Now if you don’t have a Majiro game you can get this sample archive (I’ve removed most of the files so it differs from the dumps above).

Open Lexplore, load your script and this archive there and you’ll see…

Oh. A warning. Lightpath tells us that although our model has successfully processed the data it didn’t consume the entire input – offset 0010h means that it has stopped after 16^th byte. That is exactly after MajiroArcV1.000 + zero byte.

We expect this and can press OK to continue loading. However, what if we don’t? This will have an effect of modelling error and will present us with a view we’ve already seen in the previous chapter (a hex dump) or just stop the process and remain on the start screen, as in this case.

So we’ve pressed OK and see this:

Naturally, one leaf and that’s all. Not really exciting. Let’s read the rest of the header up until File Table:

MjArc.lp (downloaded 0 times)

lp"magic" % MajiroArcV1.000 \0
"fileCount" % ANY ANY ANY ANY
"nameOffset" % ANY ANY ANY ANY
"dataOffset" % ANY ANY ANY ANY

As mentioned in the pattern intro ANY matches any single byte except for EOF (which technically isn’t a «byte» anyway).

Surprisingly, this won’t work. We will read magic just like above but there won’t be anything else. As I have subtly introduced context prefix symbols last time (those 1, ?, ^ and others) I haven’t mentioned one important thing:

In Lightpath, context operates in two models: one-shot and loop. One-shot context, when entered, tries to match any of its children against the input and reports error upon failure. Looping contexts try to match their children infinitely – unless they have matched an END-context.
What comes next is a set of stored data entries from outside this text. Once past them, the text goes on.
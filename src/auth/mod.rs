pub mod jwt;
pub mod extractors;
use actix_web::{error::{ErrorConflict, ErrorInternalServerError, ErrorNotFound}, web, HttpResponse};
use serde::Deserialize;
use uuid::Uuid;

use crate::{auth::extractors::IsStaff, db_interaction::{update_order_status, OrderStatus, UpdateOrderStatusError}, utils::{get_pooled_connection, DbPool}};

#[derive(Deserialize, Debug)]
pub struct UpdateOrderStatusForm{
    pub order_id: Uuid,
    pub status: OrderStatus
}

#[tracing::instrument(
    "Updating order status",
    skip(pool)
)]
pub async fn update_order(
    pool: web::Data<DbPool>,
    form: web::Form<UpdateOrderStatusForm>,
    _: IsStaff
) -> Result<HttpResponse, actix_web::Error>{
    let conn = get_pooled_connection(&pool)
        .await
        .map_err(ErrorInternalServerError)?;

    update_order_status(conn, form.status, form.order_id)
        .await
        .map_err(|e| {
            match e {
                UpdateOrderStatusError::NoOrderIdError(_) => ErrorNotFound(e),
                UpdateOrderStatusError::InvalidTransitionError{..} => ErrorConflict(e),
                _ => ErrorInternalServerError(e)
            }
        })?;

    Ok(HttpResponse::Ok().finish())
}
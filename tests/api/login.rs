use sims::auth::jwt::UserRole;

use crate::helpers::TestApp;

#[actix_web::test]
async fn login_with_correct_credentials_returns_token(){
    let app = TestApp::spawn_app().await;
    let customer = app.seed_user("customer", true, "customer-password");

    let response = app.login(&customer.email, "customer-password").await;

    assert!(!response.token.is_empty());
    assert!(matches!(response.role, UserRole::Customer));
    assert_eq!(response.full_name, customer.full_name);
}

#[actix_web::test]
async fn login_with_wrong_password_is_rejected(){
    let app = TestApp::spawn_app().await;
    let customer = app.seed_user("customer", true, "customer-password");

    let login_request = serde_json::json!({
        "email": customer.email,
        "password": "wrong-password"
    });

    let response = app.api_client.post(format!("{}/login", app.get_app_url()))
        .form(&login_request)
        .send()
        .await
        .unwrap();

    assert_eq!(response.status().as_u16(), 401);
}

#[actix_web::test]
async fn login_with_unknown_email_is_rejected(){
    let app = TestApp::spawn_app().await;

    let login_request = serde_json::json!({
        "email": "nobody@example.com",
        "password": "whatever-password"
    });

    let response = app.api_client.post(format!("{}/login", app.get_app_url()))
        .form(&login_request)
        .send()
        .await
        .unwrap();

    assert_eq!(response.status().as_u16(), 401);
}

#[actix_web::test]
async fn unapproved_staff_cannot_login(){
    let app = TestApp::spawn_app().await;
    let staff = app.seed_user("staff", false, "staff-password");

    let login_request = serde_json::json!({
        "email": staff.email,
        "password": "staff-password"
    });

    let response = app.api_client.post(format!("{}/login", app.get_app_url()))
        .form(&login_request)
        .send()
        .await
        .unwrap();

    assert_eq!(response.status().as_u16(), 403);
}

#[actix_web::test]
async fn approved_staff_can_login(){
    let app = TestApp::spawn_app().await;
    let staff = app.seed_user("staff", true, "staff-password");

    let response = app.login(&staff.email, "staff-password").await;

    assert!(matches!(response.role, UserRole::Staff));
}
use actix_web::{error::{ErrorBadRequest, ErrorInternalServerError, ErrorNotFound}, web, HttpResponse};
use serde::Deserialize;
use uuid::Uuid;

use crate::{auth::extractors::IsAdmin, db_interaction::{delete_user, DeleteUserError}, utils::{get_pooled_connection, DbPool}};

#[derive(Deserialize, Debug)]
pub struct DeleteUserJson{
    pub user_id: Uuid
}

#[tracing::instrument(
    "Deleting user by id",
    skip(pool)
)]
pub async fn delete_user_account(
    pool: web::Data<DbPool>,
    json: web::Json<DeleteUserJson>,
    _: IsAdmin
) -> Result<HttpResponse, actix_web::Error>{
    let conn = get_pooled_connection(&pool)
        .await
        .map_err(ErrorInternalServerError)?;

    delete_user(conn, json.user_id)
        .await
        .map_err(|e| {
            match e {
                DeleteUserError::NoUserIdError(_) => ErrorNotFound(e),
                DeleteUserError::AdminDeleteError => ErrorBadRequest(e),
                _ => ErrorInternalServerError(e)
            }
        })?;

    Ok(HttpResponse::Ok().finish())
}
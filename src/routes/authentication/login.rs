use actix_web::{error::{ErrorBadRequest, ErrorForbidden, ErrorInternalServerError, ErrorUnauthorized}, web, HttpResponse};
use secrecy::SecretString;
use serde::{Deserialize, Serialize};

use crate::{auth::jwt::{Tokenizer, UserRole}, db_interaction::get_user_from_email, domain::user_email::UserEmail, password::verify_password, utils::{get_pooled_connection, DbPool}};

#[derive(Deserialize, Debug)]
pub struct LoginForm{
    pub email: String,
    pub password: SecretString
}

#[derive(Serialize, Deserialize)]
pub struct LoginResponse{
    pub token: String,
    pub role: UserRole,
    pub full_name: String
}

#[tracing::instrument(
    "Logging in user",
    skip(pool, tokenizer, form)
)]
pub async fn login(
    pool: web::Data<DbPool>,
    tokenizer: web::Data<Tokenizer>,
    form: web::Form<LoginForm>
) -> Result<HttpResponse, actix_web::Error>{
    let email = UserEmail::parse(form.0.email)
                    .map_err(ErrorBadRequest)?;

    let conn = get_pooled_connection(&pool)
        .await
        .map_err(ErrorInternalServerError)?;

    let user = match get_user_from_email(conn, email.inner())
                        .await
                        .map_err(ErrorInternalServerError)?
    {
        Ok(user) => user,
        Err(diesel::result::Error::NotFound) => {
            tracing::info!("No user registered with this email");
            return Err(ErrorUnauthorized("Email or password is incorrect"))
        },
        // Connection or query failures must not look like bad credentials
        Err(e) => return Err(ErrorInternalServerError(e))
    };

    let verified = verify_password(form.0.password, user.password.clone())
        .await
        .map_err(ErrorInternalServerError)?;

    if !verified {
        tracing::info!("Passwords did not match");
        return Err(ErrorUnauthorized("Email or password is incorrect"))
    }

    let role = UserRole::parse(&user.role)
        .map_err(ErrorInternalServerError)?;

    // Staff accounts stay locked out until an admin approves them
    if role == UserRole::Staff && !user.is_approved{
        return Err(ErrorForbidden("Your staff account is pending approval by an administrator"))
    }

    let token = tokenizer.generate_key(user.user_id, user.email, role);

    Ok(HttpResponse::Ok().json(LoginResponse{
        token,
        role,
        full_name: user.full_name
    }))
}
This switch occurs automatically. By default all contexts are one-shot unless they have an END-context or they have any of ordered or once-contexts (indicated with numeric or dot prefix – see last chapter).

So we have put 4 contexts into the root context (we don’t see it anywhere but all of model contexts without indentation belong to root). And this context is one-shot. Therefore, once any of its children matches it terminates. So magic has matched – and our processing has stopped. Without reaching other lines.
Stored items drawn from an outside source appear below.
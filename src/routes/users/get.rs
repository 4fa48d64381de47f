use actix_web::{error::{ErrorBadRequest, ErrorInternalServerError}, web, HttpResponse};
use serde::Deserialize;

use crate::{auth::{extractors::IsAdmin, jwt::UserRole}, db_interaction::list_users, utils::{get_pooled_connection, DbPool}};

#[derive(Deserialize, Debug)]
pub struct GetUsersQuery{
    pub role: Option<String>,
    pub approval: Option<Approval>
}

#[derive(Deserialize, Debug, Clone, Copy)]
#[serde(rename_all = "lowercase")]
pub enum Approval{
    Approved,
    Pending
}

#[tracing::instrument(
    "Listing users for admin",
    skip(pool)
)]
pub async fn get_users(
    pool: web::Data<DbPool>,
    query: web::Query<GetUsersQuery>,
    _: IsAdmin
) -> Result<HttpResponse, actix_web::Error> {
    let role_filter = match &query.role {
        Some(role) => Some(UserRole::parse(role).map_err(ErrorBadRequest)?),
        None => None
    };

    let approval_filter = query.approval.map(|a| matches!(a, Approval::Approved));

    let conn = get_pooled_connection(&pool)
        .await
        .map_err(ErrorInternalServerError)?;

    let users = list_users(conn, role_filter, approval_filter)
        .await
        .map_err(ErrorInternalServerError)?;

    Ok(HttpResponse::Ok().json(users))
}
use std::{error::Error, fmt::Debug};

use actix_web::{web, HttpResponse, ResponseError};
use secrecy::{ExposeSecret, SecretString};
use serde::Deserialize;
use thiserror::Error;

use crate::{auth::jwt::UserRole, db_interaction::{insert_user_into_database, NewUser, UserInsertError}, domain::{phone_number::PhoneNumberDomain, user_email::UserEmail}, utils::{write_error_chain, get_pooled_connection, DbPool}};

#[derive(Deserialize, Debug)]
pub struct RegistrationForm{
    full_name: String,
    email: String,
    phone_number: String,
    password: SecretString,
    confirm_password: SecretString,
    role: String
}

#[derive(Error)]
pub enum RegisterError{
    #[error("the password and confirm passwords don't match")]
    PasswordNotMatching,
    #[error("password must be at least 6 characters long")]
    PasswordTooShort,
    #[error("{0}")]
    InvalidField(String),
    #[error("only customer and staff accounts can be registered")]
    UnregistrableRole,
    #[error("email already registered")]
    UserAlreadyExists(#[source] UserInsertError),
    #[error("unexpected error occured")]
    UnexpectedError(#[from] anyhow::Error)
}

impl Debug for RegisterError {
    fn fmt(&self, f: &mut std::fmt::Formatter<'_>) -> std::fmt::Result {
        write!(f, "{}", self)?;
        write_error_chain(f, &self.source())
    }
}

impl ResponseError for RegisterError{
    fn error_response(&self) -> HttpResponse<actix_web::body::BoxBody> {
        match self {
            RegisterError::UnexpectedError(_) => HttpResponse::InternalServerError().body(format!("{}", self)),
            _ => HttpResponse::BadRequest().body(format!("{}", self))
        }
    }
}

#[tracing::instrument(
    "User registration started",
    skip(form, pool)
)]
pub async fn register(
    form: web::Form<RegistrationForm>,
    pool: web::Data<DbPool>
) -> Result<HttpResponse, RegisterError> {

    if form.password.expose_secret() != form.confirm_password.expose_secret(){
        return Err(RegisterError::PasswordNotMatching)
    }

    if form.password.expose_secret().len() < 6 {
        return Err(RegisterError::PasswordTooShort)
    }

    let role = UserRole::parse(&form.role)
        .map_err(RegisterError::InvalidField)?;

    // Admin accounts are provisioned out of band, never self-registered
    if role == UserRole::Admin{
        return Err(RegisterError::UnregistrableRole)
    }

    let email = UserEmail::parse(form.email.clone())
        .map_err(RegisterError::InvalidField)?;

    let phone_number = PhoneNumberDomain::parse(form.phone_number.clone())
        .map_err(RegisterError::InvalidField)?;

    let conn = get_pooled_connection(&pool)
        .await
        .map_err(|e| RegisterError::UnexpectedError(e.into()))?;

    let new_user = NewUser{
        full_name: form.0.full_name,
        email: email.inner(),
        phone_number: Some(phone_number.inner()),
        role
    };

    insert_user_into_database(conn, new_user, form.0.password)
        .await
        .map_err(|e| {
            match e {
                UserInsertError::EmailNotUnique(_) => RegisterError::UserAlreadyExists(e),
                UserInsertError::UnexpectedError(_) => RegisterError::UnexpectedError(e.into())
            }
        })?;

    Ok(HttpResponse::Ok().finish())
}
We can fix this in two equivalent ways:

MjArc.lp (downloaded 0 times)

lp1 "magic" % MajiroArcV1.000 \0
2 "fileCount" % ANY ANY ANY ANY
3 "nameOffset" % ANY ANY ANY ANY
4 "dataOffset" % ANY ANY ANY ANY

Or:

MjArc.lp (downloaded 0 times)

lp. "magic" % MajiroArcV1.000 \0
. "fileCount" % ANY ANY ANY ANY
. "nameOffset" % ANY ANY ANY ANY
. "dataOffset" % ANY ANY ANY ANY

There is a subtle difference between the two but we’ll leave it for advanced concepts. In many cases ordered and once-contexts are equivalent. Pick the one you like. My favourite is dot-notation as it doesn’t require changing other lines’ prefixes if I insert a new context in between.
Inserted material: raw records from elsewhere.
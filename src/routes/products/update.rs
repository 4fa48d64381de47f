use actix_web::{error::{ErrorInternalServerError, ErrorNotFound}, web, HttpResponse};
use serde::Deserialize;
use uuid::Uuid;

use crate::{auth::extractors::IsStaff, db_interaction::{update_product, ProductChanges, ProductWriteError}, utils::{get_pooled_connection, DbPool}};

#[derive(Deserialize, Debug)]
pub struct UpdateProductForm{
    pub product_id: Uuid,
    pub name: String,
    pub description: Option<String>,
    pub category_id: Option<Uuid>,
    pub supplier_id: Option<Uuid>,
    pub price: f64,
    pub quantity: i32,
    pub reorder_level: i32
}

#[tracing::instrument(
    "Updating product",
    skip(pool, form)
)]
pub async fn put_product(
    pool: web::Data<DbPool>,
    form: web::Form<UpdateProductForm>,
    _: IsStaff
) -> Result<HttpResponse, actix_web::Error>{
    let conn = get_pooled_connection(&pool)
        .await
        .map_err(ErrorInternalServerError)?;

    let form = form.0;
    let changes = ProductChanges{
        name: form.name,
        description: form.description,
        category_id: form.category_id,
        supplier_id: form.supplier_id,
        price: form.price,
        quantity: form.quantity,
        reorder_level: form.reorder_level
    };

    update_product(conn, form.product_id, changes)
        .await
        .map_err(|e| {
            match e {
                ProductWriteError::NoProductIdError(_) => ErrorNotFound(e),
                _ => ErrorInternalServerError(e)
            }
        })?;

    Ok(HttpResponse::Ok().finish())
}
Now if we load any of these models and ignore the warning we’ll see 3 more leafs created. Great! Now if you double-click on fileCount you will see that it starts at 00000010 and is 4 bytes long. Press on the Preview button next to tart – hex dump window will open at this location:

00000008    63 56 31 2E 30 30 30 00    cV1.000.
                   -- HERE --
00000010    04 00 00 00 44 00 00 00    ....D...

These 04 00 00 00 bytes are our file count from the diagram in the beginning of this chapter. They say that this archive has 4 files. We’re yet to discover them but let’s trust the data.

We also have two other nodes from the Header:

name offset – 44 00 00 00 at 00000014
data offset – 6C 00 00 00 at 00000018

If you go to these offsets (44h and 6Ch) in your hex editor or in the same dump window you’ll see that they indeed mark the first file name’s symbol (s from sr006.mjo) and the first byte of first file’s data (M from MajiroObjX1.000).

So far so good. Time to go for File Table…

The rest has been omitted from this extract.